I'll admit the temptation to investigate is not absent.
But as I sat there is the early evening light, having placed a sentimental bunch of Queen Anne's Lace on the red stone, I was more preoccupied with the mystery of the thing than its unraveling. This Unknown used to be somebody. I don't know if they were male or female, old or young, white or black, Asian or American Indian. I don't know if they died of natural causes or unnatural. They may have been sweetness itself, mourned by hundreds who would never find them. They might have been a murderer, killed in self-defense before any formal introduction. Perhaps they were found in the river, washed down from who knows where, unrecognizable even as close kin.

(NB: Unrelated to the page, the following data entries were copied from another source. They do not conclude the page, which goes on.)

//! Runtime settings resolved from the environment, the config file and the
//! built-in defaults, in that order of precedence.

use std::collections::HashMap;
use std::path::{Path, PathBuf};
use std::time::Duration;

use crate::core::completion::ClientConfig;
use crate::core::config::data::{
    BackendSection, Config, DEFAULT_BIOGRAPHY_PATH, DEFAULT_EVALUATOR_BASE_URL,
    DEFAULT_EVALUATOR_MODEL, DEFAULT_PERSONA_NAME, DEFAULT_PROFILE_PATH,
    DEFAULT_RESPONDER_BASE_URL, DEFAULT_RESPONDER_MODEL, DEFAULT_TIMEOUT_SECS,
};
use crate::core::config::io::{ConfigError, CONFIG_PATH_VAR};
use crate::core::orchestrator::RegenerationPolicy;

pub const RESPONDER_KEY_VAR: &str = "OPENAI_API_KEY";
pub const EVALUATOR_KEY_VAR: &str = "GOOGLE_API_KEY";
pub const LOG_FILE_VAR: &str = "STANDIN_LOG_FILE";
pub const LOG_FILTER_VAR: &str = "STANDIN_LOG";
pub const DEFAULT_LOG_FILTER: &str = "info";

/// Environment variable names for one backend's overrides.
struct BackendVars {
    key: &'static str,
    base_url: &'static str,
    model: &'static str,
}

const RESPONDER_VARS: BackendVars = BackendVars {
    key: RESPONDER_KEY_VAR,
    base_url: "STANDIN_RESPONDER_BASE_URL",
    model: "STANDIN_RESPONDER_MODEL",
};

const EVALUATOR_VARS: BackendVars = BackendVars {
    key: EVALUATOR_KEY_VAR,
    base_url: "STANDIN_EVALUATOR_BASE_URL",
    model: "STANDIN_EVALUATOR_MODEL",
};

#[derive(Debug, Clone)]
pub struct Settings {
    pub persona_name: String,
    pub biography_path: PathBuf,
    pub profile_path: PathBuf,
    pub responder: ClientConfig,
    pub evaluator: ClientConfig,
    pub regeneration: RegenerationPolicy,
    pub log_file: Option<PathBuf>,
    pub log_filter: String,
}

impl Settings {
    /// Combines `config` with `env`. Credentials are only ever taken from `env`;
    /// an empty value counts as unset.
    pub fn resolve(config: &Config, env: &HashMap<String, String>) -> Result<Self, ConfigError> {
        let lookup = |name: &str| {
            env.get(name)
                .map(|value| value.trim())
                .filter(|value| !value.is_empty())
                .map(str::to_string)
        };

        let responder = backend_config(
            "responder",
            &RESPONDER_VARS,
            &config.responder,
            DEFAULT_RESPONDER_BASE_URL,
            DEFAULT_RESPONDER_MODEL,
            &lookup,
        )?;
        let evaluator = backend_config(
            "evaluator",
            &EVALUATOR_VARS,
            &config.evaluator,
            DEFAULT_EVALUATOR_BASE_URL,
            DEFAULT_EVALUATOR_MODEL,
            &lookup,
        )?;

        let persona_name = lookup("STANDIN_PERSONA_NAME")
            .or_else(|| config.persona.name.clone())
            .unwrap_or_else(|| DEFAULT_PERSONA_NAME.to_string());
        let biography_path = lookup("STANDIN_BIOGRAPHY")
            .map(PathBuf::from)
            .or_else(|| config.persona.biography.clone())
            .unwrap_or_else(|| PathBuf::from(DEFAULT_BIOGRAPHY_PATH));
        let profile_path = lookup("STANDIN_PROFILE")
            .map(PathBuf::from)
            .or_else(|| config.persona.profile.clone())
            .unwrap_or_else(|| PathBuf::from(DEFAULT_PROFILE_PATH));

        Ok(Self {
            persona_name,
            biography_path,
            profile_path,
            responder,
            evaluator,
            regeneration: RegenerationPolicy {
                keep_trigger_instruction: config
                    .regeneration
                    .keep_trigger_instruction
                    .unwrap_or(false),
            },
            log_file: lookup(LOG_FILE_VAR)
                .map(PathBuf::from)
                .or_else(|| config.log_file.clone()),
            log_filter: lookup(LOG_FILTER_VAR).unwrap_or_else(|| DEFAULT_LOG_FILTER.to_string()),
        })
    }

    /// Loads the config file and resolves it against the process environment.
    pub fn from_process_env() -> Result<Self, ConfigError> {
        let env: HashMap<String, String> = std::env::vars().collect();
        let explicit = env
            .get(CONFIG_PATH_VAR)
            .filter(|value| !value.trim().is_empty())
            .map(Path::new);
        let config = Config::load(explicit)?;
        Self::resolve(&config, &env)
    }
}

fn backend_config(
    label: &'static str,
    vars: &BackendVars,
    section: &BackendSection,
    default_base_url: &str,
    default_model: &str,
    lookup: &impl Fn(&str) -> Option<String>,
) -> Result<ClientConfig, ConfigError> {
    let api_key = lookup(vars.key).ok_or(ConfigError::MissingCredential {
        var: vars.key,
        role: label,
    })?;
    Ok(ClientConfig {
        label: label.to_string(),
        base_url: lookup(vars.base_url)
            .or_else(|| section.base_url.clone())
            .unwrap_or_else(|| default_base_url.to_string()),
        api_key,
        model: lookup(vars.model)
            .or_else(|| section.model.clone())
            .unwrap_or_else(|| default_model.to_string()),
        timeout: Duration::from_secs(section.timeout_secs.unwrap_or(DEFAULT_TIMEOUT_SECS).max(1)),
    })
}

This last is the idea that sticks in my mind. In July my good friend Elliott was lost to the ocean, probably in the deadly current named after the very street on which he lives. After two weeks he was found, washed up only two miles from where he drowned. But he mightn't have been. If he had caught the left curl of the rip tide instead of the right, he could have ended up in Northern California, to be found by someone who would never know who he was. In some Unknown grave in Mendicino would have lain a 16 year old blond haired, blue-eyed boy who gave great hugs, loved the Beatles, and begged me to paint his portrait back stage while Tevye sang If I Were a Rich Man. I'm glad I sketched him then because I had to give the painting to his family at the memorial.
So I visit the Unknown grave, and remember. For my own sake and for Elliott's. No one wants to be forgotten.